A second assumption underlying treatment of a manic or mixed episode maintains that if a patient is nonresponsive to a single treatment, other treatments should be added rather than substituted. Adding versus switching has not been well addressed by clinical trials, and the few studies that have addressed it primarily studied a combination of lithium and carbamazepine or divalproex and had small numbers or methodological limitations.27-32 One small study found a lithium-divalproex combination superior to lithium alone for maintenance treatment,33 but there were only five subjects on the combination. Systematic attempts to address adding or substituting other drugs have failed to consistently show that combination treatment produces superior efficacy compared to a single efficacious treatment, especially if the treatment is an adequately dosed antipsychotic for mania.34-37 One large well-designed multicenter acute mania study38 found that the addition of valproate to a flexible-dose typical antipsychotic allowed lower antipsychotic dosing and superior efficacy, but the antipsychotic in the study was dosed openly. The finding of superior efficacy in the combined valproate plus antipsychotic group is one of the rare examples of a demonstrated advantage to combination over antipsychotic alone.

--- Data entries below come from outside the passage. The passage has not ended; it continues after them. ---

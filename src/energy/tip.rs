// src/energy/tip.rs
//
// Localized field from a magnetic tip modeled as a point dipole above the
// lattice:
//   B(r) = g * (3 (m . r_hat) r_hat - m) / |r|^3
//   E_i = -B(r_i) . S_i
// with m the tip moment direction (unit) and g the strength in
// meV * (lattice unit)^3. Sites closer than a short core cutoff see no
// field rather than a divergent one.

use std::sync::Arc;

use crate::energy::EnergyTerm;
use crate::lattice::Lattice;
use crate::vec3;

/// Sites inside this radius of the tip position are skipped.
const CORE_CUTOFF: f64 = 1e-3;

pub struct TipEnergy {
    lattice: Arc<Lattice>,
    position: [f64; 3],
    moment: [f64; 3],
    strength: f64,
}

impl TipEnergy {
    pub fn new(
        lattice: Arc<Lattice>,
        position: [f64; 3],
        moment: [f64; 3],
        strength: f64,
    ) -> Self {
        Self {
            lattice,
            position,
            moment: vec3::normalize_or(moment, [0.0, 0.0, 1.0]),
            strength,
        }
    }

    fn tip_field(&self, site: usize) -> [f64; 3] {
        let r = vec3::sub(self.lattice.coords()[site], self.position);
        let d2 = vec3::dot(r, r);
        if d2 < CORE_CUTOFF * CORE_CUTOFF {
            return [0.0; 3];
        }
        let d = d2.sqrt();
        let r_hat = vec3::scale(r, 1.0 / d);
        let proj = vec3::dot(self.moment, r_hat);
        let dip = vec3::sub(vec3::scale(r_hat, 3.0 * proj), self.moment);
        vec3::scale(dip, self.strength / (d2 * d))
    }
}

impl EnergyTerm for TipEnergy {
    fn site_energy(&self, spins: &[[f64; 3]], site: usize) -> f64 {
        -vec3::dot(self.tip_field(site), spins[site])
    }

    fn field(&self, _spins: &[[f64; 3]], site: usize) -> [f64; 3] {
        self.tip_field(site)
    }

    fn label(&self) -> &str {
        "tip"
    }
}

Adding another medication for an unresponsive or partially-responsive patient may be a clinically reasonable approach, and the practice guideline has clearly endorsed this approach as a routine recommendation. However, the research evidence supporting the idea that combination treatments produce greater efficacy than optimal dosing of both drugs separately and sequentially is quite limited. Whether automatically prescribing combination treatments makes sense for completely unresponsive patients is questionable, as most treatments cause some adverse events.

The recommendation to combine either lithium or divalproex with an antipsychotic for severe mania also does not consider the option of antipsychotic monotherapy. This is one of several examples in the practice guideline that favors combination therapy or polypharmacy over monotherapy with a different medication. The clinical trials of antipsychotics in mania have included at least moderately ill subjects, which suggests that antipsychotic monotherapy may be efficacious for these patients. Furthermore, the addition of lithium has never been demonstrated to produce additional efficacy for acute manic patients who receive an efficacious dose of an antipsychotic.34,35,37

The possibility that using lithium or divalproex together with an antipsychotic might reduce antipsychotic dosing has been studied at least twice under controlled conditions. One haloperidol study34 found that combining lithium with a low dose of haloperidol for acute mania produced efficacy comparable to a higher dose of haloperidol monotherapy. Muller-Oerlinghausen and colleagues38 also found in a multicenter placebo-controlled acute mania study that when adding valproate versus placebo to typical antipsychotics dosed openly, the antipsychotic-valproate group was treated with lower doses of antipsychotic and had a greater clinical response than the antipsychotic-placebo group. Thus, considering a reduced-dose antipsychotic as the primary treatment and lithium or divalproex as the added treatment may be an alternative approach to combination therapy. For manic patients not fully responsive to atypical antipsychotic monotherapy, it might be reasonable to increase the dose of the antipsychotic first, and then consider adding lithium or divalproex (similar to what is often done with antidepressants and lithium in unipolar depression).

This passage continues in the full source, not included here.